### Activity
Print the records exactly as they are written.

### Records for processing
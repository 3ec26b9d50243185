//! Deterministic predictor for exercising the decoding engine without a model.

use crate::predictor::{
    EpochMetrics, FitConfig, PredictorRuntime, PredictorShape, SequencePredictor,
    TrainingMetrics,
};
use anyhow::{bail, ensure, Context, Result};
use std::fs;
use std::path::Path;
use std::sync::atomic::{AtomicUsize, Ordering};
use std::sync::Arc;
use wordforge_vocab::{Dataset, PAD};

const ARTIFACT_MAGIC: &str = "wordforge-stub";

#[derive(Debug, Clone)]
pub enum StubBehavior {
    /// Return the scripted vectors in order, cycling when exhausted.
    Script(Arc<Vec<Vec<f32>>>),
    /// Put all mass on the id following the last non-padding id of the window.
    Successor,
}

/// Counters shared by a stub and all of its clones.
#[derive(Debug, Default)]
pub struct StubCounters {
    pub predict_calls: AtomicUsize,
    pub fit_calls: AtomicUsize,
}

#[derive(Debug, Clone)]
pub struct StubPredictor {
    shape: PredictorShape,
    behavior: StubBehavior,
    counters: Arc<StubCounters>,
    fail_fit: bool,
    fail_save: bool,
}

impl StubPredictor {
    pub fn new(shape: PredictorShape, behavior: StubBehavior) -> Self {
        Self {
            shape,
            behavior,
            counters: Arc::new(StubCounters::default()),
            fail_fit: false,
            fail_save: false,
        }
    }

    pub fn scripted(shape: PredictorShape, script: Vec<Vec<f32>>) -> Self {
        Self::new(shape, StubBehavior::Script(Arc::new(script)))
    }

    pub fn successor(shape: PredictorShape) -> Self {
        Self::new(shape, StubBehavior::Successor)
    }

    pub fn with_failing_fit(mut self) -> Self {
        self.fail_fit = true;
        self
    }

    pub fn with_failing_save(mut self) -> Self {
        self.fail_save = true;
        self
    }

    pub fn counters(&self) -> Arc<StubCounters> {
        Arc::clone(&self.counters)
    }

    /// Distribution with all mass on `id`.
    pub fn one_hot(capacity: usize, id: usize) -> Vec<f32> {
        let mut probs = vec![0.0; capacity];
        if let Some(slot) = probs.get_mut(id) {
            *slot = 1.0;
        }
        probs
    }
}

impl SequencePredictor for StubPredictor {
    fn name(&self) -> &'static str {
        "stub"
    }

    fn shape(&self) -> &PredictorShape {
        &self.shape
    }

    fn predict(&self, window: &[usize]) -> Result<Vec<f32>> {
        ensure!(
            window.len() == self.shape.max_sequence_length,
            "window has {} ids, predictor expects {}",
            window.len(),
            self.shape.max_sequence_length
        );
        let call = self.counters.predict_calls.fetch_add(1, Ordering::SeqCst);

        match &self.behavior {
            StubBehavior::Script(script) => {
                if script.is_empty() {
                    bail!("stub script is empty");
                }
                Ok(script[call % script.len()].clone())
            }
            StubBehavior::Successor => {
                let last = window.iter().rev().find(|&&id| id != PAD).copied();
                let next = last.map_or(0, |id| id + 1) % self.shape.vocab_capacity.max(1);
                Ok(Self::one_hot(self.shape.vocab_capacity, next))
            }
        }
    }

    fn fit(&mut self, dataset: &Dataset, config: &FitConfig) -> Result<TrainingMetrics> {
        self.counters.fit_calls.fetch_add(1, Ordering::SeqCst);
        if self.fail_fit {
            bail!("stub configured to fail fit");
        }
        ensure!(!dataset.is_empty(), "no training examples");

        let history = (1..=config.epochs)
            .map(|epoch| EpochMetrics {
                epoch,
                loss: 1.0 / epoch as f32,
                accuracy: 0.0,
                val_loss: None,
                val_accuracy: None,
            })
            .collect();
        Ok(TrainingMetrics { history })
    }

    fn save(&self, path: &Path) -> Result<()> {
        if self.fail_save {
            bail!("stub configured to fail save");
        }
        if let Some(parent) = path.parent() {
            fs::create_dir_all(parent)?;
        }
        let shape = self.shape;
        fs::write(
            path,
            format!(
                "{} {} {} {}",
                ARTIFACT_MAGIC, shape.vocab_capacity, shape.max_sequence_length, shape.embedding_dim
            ),
        )?;
        Ok(())
    }

    fn clone_box(&self) -> Box<dyn SequencePredictor> {
        Box::new(self.clone())
    }
}

/// Runtime handing out stubs built from a template.
#[derive(Debug, Clone)]
pub struct StubRuntime {
    template: Option<StubPredictor>,
}

impl StubRuntime {
    /// Creates clones of `template`, reshaped to the requested shape.
    pub fn new(template: StubPredictor) -> Self {
        Self {
            template: Some(template),
        }
    }

    /// A runtime that cannot construct anything.
    pub fn broken() -> Self {
        Self { template: None }
    }

    fn instantiate(&self, shape: &PredictorShape) -> Result<Box<dyn SequencePredictor>> {
        let template = self
            .template
            .as_ref()
            .context("stub runtime cannot construct predictors")?;
        let mut stub = template.clone();
        stub.shape = *shape;
        Ok(Box::new(stub))
    }
}

impl PredictorRuntime for StubRuntime {
    fn create(&self, shape: &PredictorShape) -> Result<Box<dyn SequencePredictor>> {
        self.instantiate(shape)
    }

    fn load(&self, path: &Path, shape: &PredictorShape) -> Result<Box<dyn SequencePredictor>> {
        let blob = fs::read_to_string(path)
            .with_context(|| format!("failed to read stub artifact {}", path.display()))?;
        let fields: Vec<&str> = blob.split_whitespace().collect();
        ensure!(fields.first() == Some(&ARTIFACT_MAGIC), "not a stub artifact");
        let stored: Vec<usize> = fields[1..]
            .iter()
            .map(|field| field.parse::<usize>())
            .collect::<Result<_, _>>()
            .context("malformed stub artifact")?;
        ensure!(
            stored == [shape.vocab_capacity, shape.max_sequence_length, shape.embedding_dim],
            "stub artifact shape {:?} does not match {:?}",
            stored,
            shape
        );
        self.instantiate(shape)
    }
}
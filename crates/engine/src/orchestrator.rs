//! Multi-suggestion completion.

use crate::error::EngineError;
use crate::model::TextModel;
use wordforge_decoding::GenerateOptions;

pub const SUGGESTION_MAX_LENGTH: usize = 20;
pub const SUGGESTION_TOP_K: usize = 40;

/// Options for suggestion `index`: temperature climbs by 0.1 from 0.7.
pub fn suggestion_options(index: usize) -> GenerateOptions {
    GenerateOptions {
        max_length: SUGGESTION_MAX_LENGTH,
        temperature: 0.7 + index as f32 * 0.1,
        top_k: SUGGESTION_TOP_K,
        cancel: None,
    }
}

impl TextModel {
    /// Generate `n` continuations of `text`, one per temperature step.
    ///
    /// Every suggestion is decoded against the same snapshot, so a concurrent
    /// `train` cannot mix models within one call.
    pub async fn complete(&self, text: &str, n: usize) -> Result<Vec<String>, EngineError> {
        let snapshot = self.snapshot();
        let mut suggestions = Vec::with_capacity(n);
        for index in 0..n {
            let output = self
                .generate_with(&snapshot, text, suggestion_options(index))
                .await?;
            suggestions.push(output.text);
        }
        Ok(suggestions)
    }
}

### Response area
repository 3ec26b9d50243185
//! Deterministic predictor for exercising the decoding engine without a model.

use crate::predictor::{
    EpochMetrics, FitConfig, PredictorRuntime, PredictorShape, SequencePredictor,
    TrainingMetrics,
};
use anyhow::{bail, ensure, Context, Result};
use std::fs;
use std::path::Path;
use std::sync::atomic::{AtomicUsize, Ordering};
use std::sync::Arc;
use wordforge_vocab::{Dataset, PAD};

const ARTIFACT_MAGIC: &str = "wordforge-stub";

#[derive(Debug, Clone)]
pub enum StubBehavior {
    /// Return the scripted vectors in order, cycling when exhausted.
    Script(Arc<Vec<Vec<f32>>>),
    /// Put all mass on the id following the last non-padding id of the window.
    Successor,
}

/// Counters shared by a stub and all of its clones.
#[derive(Debug, Default)]
pub struct StubCounters {
    pub predict_calls: AtomicUsize,
    pub fit_calls: AtomicUsize,
}

#[derive(Debug, Clone)]
pub struct StubPredictor {
    shape: PredictorShape,
    behavior: StubBehavior,
    counters: Arc<StubCounters>,
    fail_fit: bool,
    fail_save: bool,
}

impl StubPredictor {
    pub fn new(shape: PredictorShape, behavior: StubBehavior) -> Self {
        Self {
            shape,
            behavior,
            counters: Arc::new(StubCounters::default()),
            fail_fit: false,
            fail_save: false,
        }
    }

    pub fn scripted(shape: PredictorShape, script: Vec<Vec<f32>>) -> Self {
        Self::new(shape, StubBehavior::Script(Arc::new(script)))
    }

    pub fn successor(shape: PredictorShape) -> Self {
        Self::new(shape, StubBehavior::Successor)
    }

    pub fn with_failing_fit(mut self) -> Self {
        self.fail_fit = true;
        self
    }

    pub fn with_failing_save(mut self) -> Self {
        self.fail_save = true;
        self
    }

    pub fn counters(&self) -> Arc<StubCounters> {
        Arc::clone(&self.counters)
    }

    /// Distribution with all mass on `id`.
    pub fn one_hot(capacity: usize, id: usize) -> Vec<f32> {
        let mut probs = vec![0.0; capacity];
        if let Some(slot) = probs.get_mut(id) {
            *slot = 1.0;
        }
        probs
    }
}

impl SequencePredictor for StubPredictor {
    fn name(&self) -> &'static str {
        "stub"
    }

    fn shape(&self) -> &PredictorShape {
        &self.shape
    }

    fn predict(&self, window: &[usize]) -> Result<Vec<f32>> {
        ensure!(
            window.len() == self.shape.max_sequence_length,
            "window has {} ids, predictor expects {}",
            window.len(),
            self.shape.max_sequence_length
        );
        let call = self.counters.predict_calls.fetch_add(1, Ordering::SeqCst);

        match &self.behavior {
            StubBehavior::Script(script) => {
                if script.is_empty() {
                    bail!("stub script is empty");
                }
                Ok(script[call % script.len()].clone())
            }
            StubBehavior::Successor => {
                let last = window.iter().rev().find(|&&id| id != PAD).copied();
                let next = last.map_or(0, |id| id + 1) % self.shape.vocab_capacity.max(1);
                Ok(Self::one_hot(self.shape.vocab_capacity, next))
            }
        }
    }

    fn fit(&mut self, dataset: &Dataset, config: &FitConfig) -> Result<TrainingMetrics> {
        self.counters.fit_calls.fetch_add(1, Ordering::SeqCst);
        if self.fail_fit {
            bail!("stub configured to fail fit");
        }
        ensure!(!dataset.is_empty(), "no training examples");

        let history = (1..=config.epochs)
            .map(|epoch| EpochMetrics {
                epoch,
                loss: 1.0 / epoch as f32,
                accuracy: 0.0,
                val_loss: None,
                val_accuracy: None,
            })
            .collect();
        Ok(TrainingMetrics { history })
    }

    fn save(&self, path: &Path) -> Result<()> {
        if self.fail_save {
            bail!("stub configured to fail save");
        }
        if let Some(parent) = path.parent() {
            fs::create_dir_all(parent)?;
        }
        let shape = self.shape;
        fs::write(
            path,
            format!(
                "{} {} {} {}",
                ARTIFACT_MAGIC, shape.vocab_capacity, shape.max_sequence_length, shape.embedding_dim
            ),
        )?;
        Ok(())
    }

    fn clone_box(&self) -> Box<dyn SequencePredictor> {
        Box::new(self.clone())
    }
}

/// Runtime handing out stubs built from a template.
#[derive(Debug, Clone)]
pub struct StubRuntime {
    template: Option<StubPredictor>,
}

impl StubRuntime {
    /// Creates clones of `template`, reshaped to the requested shape.
    pub fn new(template: StubPredictor) -> Self {
        Self {
            template: Some(template),
        }
    }

    /// A runtime that cannot construct anything.
    pub fn broken() -> Self {
        Self { template: None }
    }

    fn instantiate(&self, shape: &PredictorShape) -> Result<Box<dyn SequencePredictor>> {
        let template = self
            .template
            .as_ref()
            .context("stub runtime cannot construct predictors")?;
        let mut stub = template.clone();
        stub.shape = *shape;
        Ok(Box::new(stub))
    }
}

impl PredictorRuntime for StubRuntime {
    fn create(&self, shape: &PredictorShape) -> Result<Box<dyn SequencePredictor>> {
        self.instantiate(shape)
    }

    fn load(&self, path: &Path, shape: &PredictorShape) -> Result<Box<dyn SequencePredictor>> {
        let blob = fs::read_to_string(path)
            .with_context(|| format!("failed to read stub artifact {}", path.display()))?;
        let fields: Vec<&str> = blob.split_whitespace().collect();
        ensure!(fields.first() == Some(&ARTIFACT_MAGIC), "not a stub artifact");
        let stored: Vec<usize> = fields[1..]
            .iter()
            .map(|field| field.parse::<usize>())
            .collect::<Result<_, _>>()
            .context("malformed stub artifact")?;
        ensure!(
            stored == [shape.vocab_capacity, shape.max_sequence_length, shape.embedding_dim],
            "stub artifact shape {:?} does not match {:?}",
            stored,
            shape
        );
        self.instantiate(shape)
    }
}
filename crates/engine/src/orchestrator.rs
//! Multi-suggestion completion.

use crate::error::EngineError;
use crate::model::TextModel;
use wordforge_decoding::GenerateOptions;

pub const SUGGESTION_MAX_LENGTH: usize = 20;
pub const SUGGESTION_TOP_K: usize = 40;

/// Options for suggestion `index`: temperature climbs by 0.1 from 0.7.
pub fn suggestion_options(index: usize) -> GenerateOptions {
    GenerateOptions {
        max_length: SUGGESTION_MAX_LENGTH,
        temperature: 0.7 + index as f32 * 0.1,
        top_k: SUGGESTION_TOP_K,
        cancel: None,
    }
}

impl TextModel {
    /// Generate `n` continuations of `text`, one per temperature step.
    ///
    /// Every suggestion is decoded against the same snapshot, so a concurrent
    /// `train` cannot mix models within one call.
    pub async fn complete(&self, text: &str, n: usize) -> Result<Vec<String>, EngineError> {
        let snapshot = self.snapshot();
        let mut suggestions = Vec::with_capacity(n);
        for index in 0..n {
            let output = self
                .generate_with(&snapshot, text, suggestion_options(index))
                .await?;
            suggestions.push(output.text);
        }
        Ok(suggestions)
    }
}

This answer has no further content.